Record excerpts: Begin
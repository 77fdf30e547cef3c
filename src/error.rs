use std::fmt::{Debug, Display};

/// The one error type of the conversion pipeline.
///
/// Every failure while opening, decoding, converting, resizing or saving an image
/// ends up here as a human-readable message. Callers are not expected to tell failure kinds apart.
pub struct FitError(pub String);

impl Display for FitError {
    fn fmt(&self, f: &mut std::fmt::Formatter<'_>) -> std::fmt::Result {
        f.write_str(&self.0)
    }
}

impl Debug for FitError {
    fn fmt(&self, f: &mut std::fmt::Formatter<'_>) -> std::fmt::Result {
        f.debug_tuple("FitError").field(&self.0).finish()
    }
}

impl std::error::Error for FitError {}

#[macro_export]
macro_rules! fj_err {
    ($msg:expr) => {
        $crate::error::FitError(format!(
            "fitjpeg: {} @ {}:{}:{}",
            $msg,
            file!(),
            line!(),
            column!()
        ))
    };
    ($fmt:literal, $($arg:tt)+) => {
        $crate::fj_err!(format!($fmt, $($arg)+))
    };
}

#[macro_export]
macro_rules! fj_try {
    ($expr:expr $(,)?) => {
        match $expr {
            std::result::Result::Ok(val) => val,
            std::result::Result::Err(err) => {
                return std::result::Result::Err($crate::fj_err!(err));
            }
        }
    };
}
use crate::operations::TargetSize;

/// Derives the output file name for an input, e.g. `g1.jpeg` -> `g1_640x400.jpeg`.
///
/// Every occurrence of `.jpeg` and then of `.jpg` is removed, wherever it appears in the name,
/// before the `_<width>x<height>.jpeg` suffix is appended. Directory components are kept,
/// so the output lands next to its input.
pub fn output_name(input: &str, target: TargetSize) -> String {
    let stem = input.replace(".jpeg", "").replace(".jpg", "");
    format!("{}_{}x{}.jpeg", stem, target.width, target.height)
}
use std::path::Path;
use std::process::{Command, Output, Stdio};

use image::{DynamicImage, GenericImageView, Rgba, RgbaImage};

fn run_in(dir: &Path, args: &[&str]) -> Output {
    let binary = env!("CARGO_BIN_EXE_fitjpeg");
    Command::new(binary)
        .args(args)
        .current_dir(dir)
        .output()
        .expect("fitjpeg could not be started")
}

fn stdout(output: &Output) -> String {
    String::from_utf8(output.stdout.clone()).unwrap()
}

fn assert_640x400_rgb(path: &Path) {
    let converted = image::open(path).unwrap();
    assert_eq!(converted.dimensions(), (640, 400));
    assert_eq!(converted.color(), image::ColorType::Rgb8);
}

#[test]
fn test_default_list_converts_present_and_skips_missing() {
    let dir = tempfile::tempdir().unwrap();
    DynamicImage::new_rgb8(300, 200)
        .save(dir.path().join("g1.jpeg"))
        .unwrap();

    let result = run_in(dir.path(), &[]);

    assert!(result.status.success());
    let printed = stdout(&result);
    assert!(
        printed.contains("🔄 Converting: g1.jpeg -> g1_640x400.jpeg"),
        "{}",
        printed
    );
    assert!(printed.contains("✅ Saved to: g1_640x400.jpeg"), "{}", printed);
    assert!(printed.contains("❌ File not found: g2.jpeg"), "{}", printed);
    assert_640x400_rgb(&dir.path().join("g1_640x400.jpeg"));
    assert!(!dir.path().join("g2_640x400.jpeg").exists());
}

#[test]
fn test_missing_files_only_print_not_found() {
    let dir = tempfile::tempdir().unwrap();

    let result = run_in(dir.path(), &[]);

    assert!(result.status.success());
    assert_eq!(
        stdout(&result),
        "❌ File not found: g1.jpeg\n❌ File not found: g2.jpeg\n"
    );
    assert_eq!(std::fs::read_dir(dir.path()).unwrap().count(), 0);
}

#[test]
fn test_failures_keep_exit_status_zero() {
    let dir = tempfile::tempdir().unwrap();
    std::fs::write(dir.path().join("g1.jpeg"), b"not an image").unwrap();
    std::fs::write(dir.path().join("g2.jpeg"), b"").unwrap();

    let result = run_in(dir.path(), &[]);

    assert!(result.status.success());
    let printed = stdout(&result);
    assert!(printed.contains("⚠️ Failed to process g1.jpeg: "), "{}", printed);
    assert!(printed.contains("⚠️ Failed to process g2.jpeg: "), "{}", printed);
    assert!(!dir.path().join("g1_640x400.jpeg").exists());
    assert!(!dir.path().join("g2_640x400.jpeg").exists());
}

#[test]
fn test_closed_stdout_still_converts_everything() {
    let dir = tempfile::tempdir().unwrap();
    DynamicImage::new_rgb8(30, 20)
        .save(dir.path().join("g1.jpeg"))
        .unwrap();
    DynamicImage::new_rgb8(20, 30)
        .save(dir.path().join("g2.jpeg"))
        .unwrap();

    let mut child = Command::new(env!("CARGO_BIN_EXE_fitjpeg"))
        .current_dir(dir.path())
        .stdout(Stdio::piped())
        .stderr(Stdio::null())
        .spawn()
        .expect("fitjpeg could not be started");
    // nobody is listening for status lines anymore
    drop(child.stdout.take());
    let status = child.wait().unwrap();

    assert!(status.success());
    assert_640x400_rgb(&dir.path().join("g1_640x400.jpeg"));
    assert_640x400_rgb(&dir.path().join("g2_640x400.jpeg"));
}

#[test]
fn test_explicit_files_replace_default_list() {
    let dir = tempfile::tempdir().unwrap();
    DynamicImage::new_luma8(50, 50)
        .save(dir.path().join("photo.jpg"))
        .unwrap();

    let result = run_in(dir.path(), &["photo.jpg"]);

    assert!(result.status.success());
    assert!(!stdout(&result).contains("g1.jpeg"));
    assert_640x400_rgb(&dir.path().join("photo_640x400.jpeg"));
}

#[cfg(feature = "gif")]
#[test]
fn test_palette_transparency_becomes_white() {
    let dir = tempfile::tempdir().unwrap();
    let mut rgba = RgbaImage::from_pixel(40, 25, Rgba([0, 0, 0, 0]));
    for x in 20..40 {
        for y in 0..25 {
            rgba.put_pixel(x, y, Rgba([255, 0, 0, 255]));
        }
    }
    rgba.save(dir.path().join("sticker.gif")).unwrap();

    let result = run_in(dir.path(), &["sticker.gif"]);

    assert!(result.status.success());
    let output = dir.path().join("sticker.gif_640x400.jpeg");
    assert_640x400_rgb(&output);
    let converted = image::open(&output).unwrap().into_rgb8();
    let transparent_side = converted.get_pixel(20, 200);
    assert!(
        transparent_side.0.iter().all(|c| *c > 240),
        "{:?}",
        transparent_side
    );
    let red_side = converted.get_pixel(620, 200);
    assert!(red_side.0[0] > 220 && red_side.0[1] < 40, "{:?}", red_side);
}

#[test]
fn test_running_twice_is_stable() {
    let dir = tempfile::tempdir().unwrap();
    DynamicImage::new_rgb8(1920, 1080)
        .save(dir.path().join("g2.jpeg"))
        .unwrap();

    for _ in 0..2 {
        let result = run_in(dir.path(), &[]);
        assert!(result.status.success());
        assert_640x400_rgb(&dir.path().join("g2_640x400.jpeg"));
    }
}

#[test]
fn test_help_exits_successfully() {
    let dir = tempfile::tempdir().unwrap();

    let result = run_in(dir.path(), &["--help"]);

    assert!(result.status.success());
    assert!(stdout(&result).contains("Usage: fitjpeg"));
    assert_eq!(std::fs::read_dir(dir.path()).unwrap().count(), 0);
}

#[test]
fn test_unknown_option_is_rejected() {
    let dir = tempfile::tempdir().unwrap();

    let result = run_in(dir.path(), &["-resize", "10x10"]);

    assert!(!result.status.success());
    assert!(String::from_utf8_lossy(&result.stderr).contains("unrecognized option"));
}
use std::error::Error;

use fitjpeg::args;
use fitjpeg::help;

fn main() {
    if let Err(e) = real_main() {
        eprintln!("{}", e);
        std::process::exit(1);
    }
}

fn real_main() -> Result<(), Box<dyn Error>> {
    help::maybe_print_help_and_exit("fitjpeg");
    let arguments: Vec<_> = std::env::args_os().collect();
    let plan = args::parse_args(arguments)?;
    // per-file failures are reported by the plan itself and never change the exit status
    plan.execute();
    Ok(())
}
Record excerpts: End
(Goal of the exercise): Print, without alteration, only the lines above between the one holding "impl std::error::Error for" and the one holding "use std::path::Path;", inclusive.

(Answer area):
impl std::error::Error for FitError {}

#[macro_export]
macro_rules! fj_err {
    ($msg:expr) => {
        $crate::error::FitError(format!(
            "fitjpeg: {} @ {}:{}:{}",
            $msg,
            file!(),
            line!(),
            column!()
        ))
    };
    ($fmt:literal, $($arg:tt)+) => {
        $crate::fj_err!(format!($fmt, $($arg)+))
    };
}

#[macro_export]
macro_rules! fj_try {
    ($expr:expr $(,)?) => {
        match $expr {
            std::result::Result::Ok(val) => val,
            std::result::Result::Err(err) => {
                return std::result::Result::Err($crate::fj_err!(err));
            }
        }
    };
}
use crate::operations::TargetSize;

/// Derives the output file name for an input, e.g. `g1.jpeg` -> `g1_640x400.jpeg`.
///
/// Every occurrence of `.jpeg` and then of `.jpg` is removed, wherever it appears in the name,
/// before the `_<width>x<height>.jpeg` suffix is appended. Directory components are kept,
/// so the output lands next to its input.
pub fn output_name(input: &str, target: TargetSize) -> String {
    let stem = input.replace(".jpeg", "").replace(".jpg", "");
    format!("{}_{}x{}.jpeg", stem, target.width, target.height)
}
use std::path::Path;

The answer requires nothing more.